JP2732270B2 - Temperature control method - Google Patents

Description

Description: BACKGROUND OF THE INVENTION 1. Field of the Invention The present invention relates to a temperature control method, and more particularly, to a temperature control method for controlling a temperature of a heat treatment furnace used for heat treatment of a substance to a certain value. The present invention also relates to a temperature control method suitable for detecting deterioration of a control thermocouple and outputting a correction or a deterioration alarm to obtain better control accuracy.

2. Description of the Related Art In a conventional temperature control method of this type, a temperature detected by a thermocouple is taken, and compared with an arbitrary set value, the temperature is controlled by heating or cooling so that the difference becomes zero.
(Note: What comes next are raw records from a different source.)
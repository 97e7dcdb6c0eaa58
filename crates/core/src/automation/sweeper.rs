//! Recovery loop for deposits whose approval task was lost.
//!
//! Scheduled approvals live only in memory. After a restart, deposits that
//! were waiting out their review delay stay PENDING until this sweep finds
//! them.

use chrono::{TimeDelta, Utc};
use snel_shared::types::PageRequest;
use tokio_util::sync::CancellationToken;
use tracing::{debug, info, warn};

use crate::automation::AutoApprovalPolicy;
use crate::ledger::entry::EntryType;
use crate::ledger::error::LedgerError;
use crate::ledger::service::Ledger;
use crate::ledger::store::{EntryFilter, LedgerStore};
use crate::workflow::types::EntryStatus;

/// Entries examined per sweep.
pub const SWEEP_BATCH: u32 = 500;

/// Periodically approves PENDING deposits older than the review delay.
pub struct PendingDepositSweeper<S> {
    ledger: Ledger<S>,
    policy: AutoApprovalPolicy,
}

impl<S: LedgerStore> PendingDepositSweeper<S> {
    /// Creates a sweeper over `ledger`.
    #[must_use]
    pub fn new(ledger: Ledger<S>, policy: AutoApprovalPolicy) -> Self {
        Self { ledger, policy }
    }

    /// Runs one sweep and returns how many deposits it approved.
    ///
    /// At most [`SWEEP_BATCH`] overdue deposits are handled per call; the
    /// next sweep picks up the rest. A failure on one entry is logged and
    /// does not stop the others.
    ///
    /// # Errors
    ///
    /// Returns `Storage` if the overdue deposits cannot be listed.
    pub async fn sweep_once(&self) -> Result<usize, LedgerError> {
        if !self.policy.enabled {
            return Ok(0);
        }
        let Some(cutoff) = TimeDelta::from_std(self.policy.delay)
            .ok()
            .and_then(|delay| Utc::now().checked_sub_signed(delay))
        else {
            return Ok(0);
        };

        let filter = EntryFilter::with_status(EntryStatus::Pending)
            .entry_type(EntryType::Deposit)
            .between(None, Some(cutoff));
        let overdue = self
            .ledger
            .feed(&filter, PageRequest::new(1, SWEEP_BATCH))
            .await?;
        if overdue.data.is_empty() {
            return Ok(0);
        }

        let mut approved = 0;
        for entry in &overdue.data {
            match self.ledger.auto_approve(entry.id, entry.created_by).await {
                Ok(Some(_)) => approved += 1,
                Ok(None) => {}
                Err(e) => warn!(entry_id = %entry.id, error = %e, "Sweep failed to approve deposit"),
            }
        }

        info!(
            examined = overdue.data.len(),
            approved,
            "Pending deposit sweep finished"
        );
        Ok(approved)
    }

    /// Runs the sweep loop until `shutdown` is cancelled.
    ///
    /// Returns immediately when the policy disables sweeping. A zero
    /// interval counts as disabled, as it does in configuration.
    pub async fn run(self, shutdown: CancellationToken) {
        let Some(interval) = self
            .policy
            .sweep_interval
            .filter(|interval| self.policy.enabled && !interval.is_zero())
        else {
            debug!("Pending deposit sweeper disabled");
            return;
        };

        info!(interval_secs = interval.as_secs(), "Pending deposit sweeper starting");

        loop {
            if shutdown.is_cancelled() {
                info!("Pending deposit sweeper shutting down");
                return;
            }

            if let Err(e) = self.sweep_once().await {
                warn!(error = %e, "Pending deposit sweep failed");
            }

            tokio::select! {
                () = tokio::time::sleep(interval) => {},
                () = shutdown.cancelled() => {
                    info!("Pending deposit sweeper shutting down");
                    return;
                }
            }
        }
    }
}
Problems to be Solved by the Invention In conventional temperature control, when a thermocouple for detecting temperature deteriorates, there is a disadvantage that the control temperature changes as it is depending on the degree of deterioration. That is, when the deterioration of the thermocouple becomes −5 ° C., the control temperature changes by + 5 ° C. Generally, the deterioration of the thermocouple increases as the operating temperature increases or as the operating time increases. In the example of the R thermocouple, when the thermocouple is used at 1400 ° C. for six months,
There is a report that deterioration at -60 ° C occurs when used at 20 ° C and 1600 ° C for half a year.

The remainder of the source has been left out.